AWESTRUCK: THE FUNCTION OF AWE IN DIGITAL MEDIA

AWESTRUCK: TEAM HUMAN PODCAST

I almost think of it as this thing that happens when your cognitive capacity has been overwhelmed. You're trying to comprehend something that has a magnitude that you almost don't have enough neurological connections to deal with. And … your brain sort of overflows ...

In this summary Michael Frederickson, lead technical director at Pixar Animation is interviewed by Douglas Rushkoff from the Team Human podcast, to talk about this deeply human experience of awe.

It’s a conversation that spans the “awful” to the “awesome” and all those ambiguous spaces in-between. Rushkoff and Frederickson dig into questions of technology and storytelling, the narrative arc, and the evolutionary, even empathetic value of having our minds blown.

MAIN POINTS:
1) Awe - inspired by vast and novel scenes - has a narrative function. The experience of awe encourages people to really take notice of the world around them
2) Awe, also creates a narrative rhythm. It opens people up to new insights and experience. Awe is different from spectacle, which can attract, but also overwhelm people.


How did you come upon the notion of awe and what sparked your fascination with it?

Awe ended up being the confluence of just about everything I found myself interested in over the years and it almost became like this inevitable thing to look into, especially after some of the work I did on Inside Out a couple of years ago. For me, it was precisely how difficult it is to articulate what the experience of awe feels like, what it is and why it exists that got me interested in it. I think my entry point initially was looking at why a director or any kind of storyteller might be trying to draw out a particular emotion in us. I felt like every time I would ask someone about awe, rather than saying how it made their body feel they'd talk about the experience that caused them to feel awe and I set out to discover what research has been done on this recently. But also, if you try to apply that to storytelling when and why does it make sense to try to make people feel awe?

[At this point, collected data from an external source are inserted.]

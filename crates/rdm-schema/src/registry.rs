//! # Schema Registry
//!
//! The node layer treats the schema document store as an opaque registry:
//! given a tag it wants a schema document, given a URI it wants the
//! document with that identifier. [`SchemaRegistry`] is that seam.
//!
//! ## Reference resolution
//!
//! Schemas returned by [`SchemaRegistry::schema_for_tag`] have their
//! `$ref`s inlined, so fragment lookup never needs to chase a reference:
//!
//! - `#/json/pointer` resolves within the document containing the reference.
//! - `<schema id>` and `<schema id>#/json/pointer` resolve against the
//!   loaded documents.
//!
//! A reference that cannot be resolved, a reference back to a target that
//! is still being inlined (a cycle), or a chain deeper than
//! [`MAX_REF_DEPTH`] is replaced by the empty schema, which accepts
//! anything. Inlined documents lose their `id`, `$id` and
//! `$schema` keys so the validator never sees nested base URIs.
//!
//! ## On-disk layout
//!
//! [`DirSchemaRegistry`] reads a schema package laid out as:
//!
//! ```text
//! <root>/
//!   manifests/datamodels-1.0.yaml
//!   schemas/**/*.yaml     (each document carries an `id`)
//! ```

use std::collections::HashMap;
use std::path::{Path, PathBuf};

use rdm_core::TagUri;
use serde_json::{json, Value};

use crate::error::SchemaError;
use crate::manifest::Manifest;

/// Maximum number of nested `$ref` hops followed before giving up.
pub const MAX_REF_DEPTH: usize = 32;

/// Default manifest file name inside a schema package.
pub const DEFAULT_MANIFEST: &str = "datamodels-1.0.yaml";

/// Keys removed from the top level of every inlined document.
const DOCUMENT_KEYS: &[&str] = &["id", "$id", "$schema"];

/// Source of tag manifests and schema documents.
pub trait SchemaRegistry: Send + Sync {
    /// The manifest of tag definitions.
    fn manifest(&self) -> &Manifest;

    /// The raw schema document with identifier `uri`.
    fn schema_by_uri(&self, uri: &str) -> Option<&Value>;

    /// The schema governing nodes tagged `tag`, with references resolved.
    ///
    /// # Errors
    ///
    /// [`SchemaError::UnknownTag`] when the manifest does not define `tag`,
    /// [`SchemaError::UnknownSchema`] when its schema is not loaded.
    fn schema_for_tag(&self, tag: &TagUri) -> Result<Value, SchemaError> {
        let definition =
            self.manifest()
                .definition(tag)
                .ok_or_else(|| SchemaError::UnknownTag {
                    tag: tag.to_string(),
                })?;
        let schema = self.schema_by_uri(&definition.schema_uri).ok_or_else(|| {
            SchemaError::UnknownSchema {
                uri: definition.schema_uri.clone(),
            }
        })?;
        Ok(resolve_document(
            schema,
            Some(definition.schema_uri.as_str()),
            &|uri: &str| self.schema_by_uri(uri),
        ))
    }
}

/// Inline every `$ref` of `schema`, looking documents up with `lookup`.
pub fn resolve_references<'a, F>(schema: &Value, lookup: F) -> Value
where
    F: Fn(&str) -> Option<&'a Value>,
{
    resolve_document(schema, None, &lookup)
}

/// A reference target: document identifier (`None` for the document being
/// resolved when it has none) and JSON pointer.
type RefTarget = (Option<String>, String);

fn resolve_document<'a, F>(schema: &Value, uri: Option<&str>, lookup: &F) -> Value
where
    F: Fn(&str) -> Option<&'a Value>,
{
    let mut active = vec![(uri.map(str::to_string), String::new())];
    resolve_node(schema, schema, uri, lookup, &mut active)
}

/// `active` holds the targets currently being inlined, outermost first.
fn resolve_node<'a, F>(
    node: &Value,
    root: &Value,
    root_uri: Option<&str>,
    lookup: &F,
    active: &mut Vec<RefTarget>,
) -> Value
where
    F: Fn(&str) -> Option<&'a Value>,
{
    match node {
        Value::Object(map) => {
            if let Some(Value::String(reference)) = map.get("$ref") {
                return resolve_ref(reference, root, root_uri, lookup, active);
            }
            Value::Object(
                map.iter()
                    .map(|(k, v)| (k.clone(), resolve_node(v, root, root_uri, lookup, active)))
                    .collect(),
            )
        }
        Value::Array(items) => Value::Array(
            items
                .iter()
                .map(|v| resolve_node(v, root, root_uri, lookup, active))
                .collect(),
        ),
        other => other.clone(),
    }
}

fn resolve_ref<'a, F>(
    reference: &str,
    root: &Value,
    root_uri: Option<&str>,
    lookup: &F,
    active: &mut Vec<RefTarget>,
) -> Value
where
    F: Fn(&str) -> Option<&'a Value>,
{
    if active.len() > MAX_REF_DEPTH {
        tracing::debug!(reference, "reference chain too deep; treating as unconstrained");
        return json!({});
    }

    let (document_uri, pointer) = reference.split_once('#').unwrap_or((reference, ""));
    let (document, document_uri) = if document_uri.is_empty() {
        (root, root_uri)
    } else {
        match lookup(document_uri) {
            Some(document) => (document, Some(document_uri)),
            None => {
                tracing::debug!(reference, "unresolved schema reference; treating as unconstrained");
                return json!({});
            }
        }
    };

    let target_key = (document_uri.map(str::to_string), pointer.to_string());
    if active.contains(&target_key) {
        tracing::debug!(reference, "recursive schema reference; treating as unconstrained");
        return json!({});
    }

    let target = if pointer.is_empty() {
        Some(document)
    } else {
        document.pointer(pointer)
    };
    match target {
        Some(target) => {
            active.push(target_key);
            let mut resolved = resolve_node(target, document, document_uri, lookup, active);
            active.pop();
            if let Value::Object(map) = &mut resolved {
                for key in DOCUMENT_KEYS {
                    map.remove(*key);
                }
            }
            resolved
        }
        None => {
            tracing::debug!(reference, "reference pointer not found; treating as unconstrained");
            json!({})
        }
    }
}

/// A registry holding a manifest and documents built in memory.
#[derive(Debug, Clone)]
pub struct InMemorySchemaRegistry {
    manifest: Manifest,
    schemas: HashMap<String, Value>,
}

impl InMemorySchemaRegistry {
    /// Create a registry with `manifest` and no documents.
    pub fn new(manifest: Manifest) -> Self {
        Self {
            manifest,
            schemas: HashMap::new(),
        }
    }

    /// Add a document under `uri`, builder style.
    pub fn with_schema(mut self, uri: impl Into<String>, schema: Value) -> Self {
        self.insert(uri, schema);
        self
    }

    /// Add or replace a document under `uri`.
    pub fn insert(&mut self, uri: impl Into<String>, schema: Value) {
        self.schemas.insert(uri.into(), schema);
    }
}

impl SchemaRegistry for InMemorySchemaRegistry {
    fn manifest(&self) -> &Manifest {
        &self.manifest
    }

    fn schema_by_uri(&self, uri: &str) -> Option<&Value> {
        self.schemas.get(uri)
    }
}

/// A registry loaded from a schema package on disk.
///
/// Every `*.yaml`, `*.yml` and `*.json` file below the schema directory is
/// parsed and indexed by its `id` (or `$id`) field. Files without an
/// identifier are skipped.
///
/// ## Thread Safety
///
/// `DirSchemaRegistry` is `Send + Sync`. Loading happens once at
/// construction; lookups are read-only.
#[derive(Debug)]
pub struct DirSchemaRegistry {
    schema_dir: PathBuf,
    manifest: Manifest,
    schemas: HashMap<String, Value>,
}

impl DirSchemaRegistry {
    /// Load `<root>/schemas/**` and `<root>/manifests/datamodels-1.0.yaml`.
    pub fn open(root: impl AsRef<Path>) -> Result<Self, SchemaError> {
        let root = root.as_ref();
        Self::new(
            root.join("schemas"),
            root.join("manifests").join(DEFAULT_MANIFEST),
        )
    }

    /// Load every schema document below `schema_dir` and the manifest at
    /// `manifest_path`.
    ///
    /// # Errors
    ///
    /// [`SchemaError::Load`] if a document cannot be read or parsed, or two
    /// documents share an identifier; [`SchemaError::ManifestLoad`] if the
    /// manifest cannot be read.
    pub fn new(
        schema_dir: impl AsRef<Path>,
        manifest_path: impl AsRef<Path>,
    ) -> Result<Self, SchemaError> {
        let schema_dir = schema_dir.as_ref().to_path_buf();
        let manifest = Manifest::from_path(manifest_path)?;

        let mut files = Vec::new();
        collect_schema_files(&schema_dir, &mut files)?;
        files.sort();

        let mut schemas = HashMap::new();
        for path in files {
            let value = load_document(&path)?;
            let id = value
                .get("id")
                .or_else(|| value.get("$id"))
                .and_then(Value::as_str)
                .map(str::to_string);
            let Some(id) = id else {
                tracing::debug!(path = %path.display(), "schema document has no id; skipping");
                continue;
            };
            if schemas.contains_key(&id) {
                return Err(SchemaError::Load {
                    name: path.display().to_string(),
                    reason: format!("duplicate schema id '{id}'"),
                });
            }
            schemas.insert(id, value);
        }

        tracing::debug!(
            dir = %schema_dir.display(),
            schemas = schemas.len(),
            tags = manifest.tags.len(),
            "loaded schema package"
        );
        Ok(Self {
            schema_dir,
            manifest,
            schemas,
        })
    }

    /// Returns the schema directory path.
    pub fn schema_dir(&self) -> &Path {
        &self.schema_dir
    }

    /// Returns the number of loaded schemas.
    pub fn schema_count(&self) -> usize {
        self.schemas.len()
    }

    /// Returns the identifiers of all loaded schemas, sorted.
    pub fn schema_ids(&self) -> Vec<&str> {
        let mut ids: Vec<&str> = self.schemas.keys().map(String::as_str).collect();
        ids.sort_unstable();
        ids
    }
}

impl SchemaRegistry for DirSchemaRegistry {
    fn manifest(&self) -> &Manifest {
        &self.manifest
    }

    fn schema_by_uri(&self, uri: &str) -> Option<&Value> {
        self.schemas.get(uri)
    }
}

fn collect_schema_files(dir: &Path, files: &mut Vec<PathBuf>) -> Result<(), SchemaError> {
    let entries = std::fs::read_dir(dir).map_err(|e| SchemaError::Load {
        name: dir.display().to_string(),
        reason: format!("cannot read schema directory: {e}"),
    })?;
    for entry in entries {
        let path = entry?.path();
        if path.is_dir() {
            collect_schema_files(&path, files)?;
        } else if matches!(
            path.extension().and_then(|e| e.to_str()),
            Some("yaml" | "yml" | "json")
        ) {
            files.push(path);
        }
    }
    Ok(())
}

fn load_document(path: &Path) -> Result<Value, SchemaError> {
    let content = std::fs::read_to_string(path)?;
    let load_error = |reason: String| SchemaError::Load {
        name: path.display().to_string(),
        reason,
    };
    match path.extension().and_then(|e| e.to_str()) {
        Some("json") => {
            serde_json::from_str(&content).map_err(|e| load_error(format!("invalid JSON: {e}")))
        }
        _ => {
            let yaml: serde_yaml::Value = serde_yaml::from_str(&content)
                .map_err(|e| load_error(format!("invalid YAML: {e}")))?;
            yaml_to_json_value(&yaml)
                .map_err(|e| load_error(format!("YAML-to-JSON conversion failed: {e}")))
        }
    }
}

/// Convert a `serde_yaml::Value` to a `serde_json::Value`.
///
/// Schema documents only use the JSON-compatible subset of YAML. Local YAML
/// tags are dropped and their inner value kept.
fn yaml_to_json_value(yaml: &serde_yaml::Value) -> Result<Value, String> {
    match yaml {
        serde_yaml::Value::Null => Ok(Value::Null),
        serde_yaml::Value::Bool(b) => Ok(Value::Bool(*b)),
        serde_yaml::Value::Number(n) => {
            if let Some(i) = n.as_i64() {
                Ok(Value::Number(serde_json::Number::from(i)))
            } else if let Some(u) = n.as_u64() {
                Ok(Value::Number(serde_json::Number::from(u)))
            } else if let Some(f) = n.as_f64() {
                serde_json::Number::from_f64(f)
                    .map(Value::Number)
                    .ok_or_else(|| format!("cannot represent float {f} in JSON"))
            } else {
                Err(format!("unsupported YAML number: {n:?}"))
            }
        }
        serde_yaml::Value::String(s) => Ok(Value::String(s.clone())),
        serde_yaml::Value::Sequence(seq) => {
            let items: Result<Vec<Value>, String> = seq.iter().map(yaml_to_json_value).collect();
            Ok(Value::Array(items?))
        }
        serde_yaml::Value::Mapping(map) => {
            let mut json_map = serde_json::Map::new();
            for (k, v) in map {
                let key = match k {
                    serde_yaml::Value::String(s) => s.clone(),
                    serde_yaml::Value::Number(n) => n.to_string(),
                    serde_yaml::Value::Bool(b) => b.to_string(),
                    other => return Err(format!("unsupported YAML map key type: {other:?}")),
                };
                json_map.insert(key, yaml_to_json_value(v)?);
            }
            Ok(Value::Object(json_map))
        }
        serde_yaml::Value::Tagged(tagged) => yaml_to_json_value(&tagged.value),
    }
}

Right, so if we think back there are these moments in movies where you come upon an awesome sight, like the world of the Avatar people or the roof-tops of a great city like London when Peter Pan flies out at us, or when we first see the giant panorama of a new city in The Game Of Thrones …so there are these moments of awe that storytellers tend to put in to a story?

Yeah. And I was curious why we were doing that? Talking to different artists over the years and myself as an artist, I've found people who have different levels of comfort with how much they want to talk about the conscious act of producing art, like some people seem to be made really uncomfortable by talking about having almost mechanical tricks to producing something creative.

Because it feels more contrived if you've manufactured it?

Yeah, a lot of artists seem to be concerned with creative spontaneity and regard it as this thing that's hard to articulate, and it's almost a little bit ephemeral and hard to grasp. But it seems to me that some directors and storytellers are instinctively using awe at specific times in a story arc, and I’m curious why. The first step in that process for me was understanding what awe is as an emotion and that led to some research that defines it as something you experience when you encounter something that's both vast and novel. That value doesn't have to just be spatial vastness, like with the Grand Canyon or something like that. It could also be the vastness of somebody's talent, the vastness of time – something so vast it exceeds perceptual limit. Like I remember feeling it when I saw the Sagrada Familia in Barcelona, and it was both huge. And also, I was just overwhelmed by the amount of time that went into constructing that human effort. And then also novel, I mean, if you're seeing the Grand Canyon every day, you're probably not going to feel, awe every time.

One really helpful thing to do is ask what physiological change you go through when you're experiencing an emotion. There's not a universally, cross cultural agreed upon expression that one makes when they're experiencing awe. But it tends to be head forward, mouth agape, eyes open, which points to the idea that you're trying to take in as much as possible, you're trying to taste and smell and see as much as you possibly can. Because the thing you're taking in is so enormous that you want to maximize your sensory input. People describe feeling goose-bumps and there's actually some studies that say that awe can ultimately reduce inflammation, so If you're super inflamed, you know, go check out the Grand Canyon.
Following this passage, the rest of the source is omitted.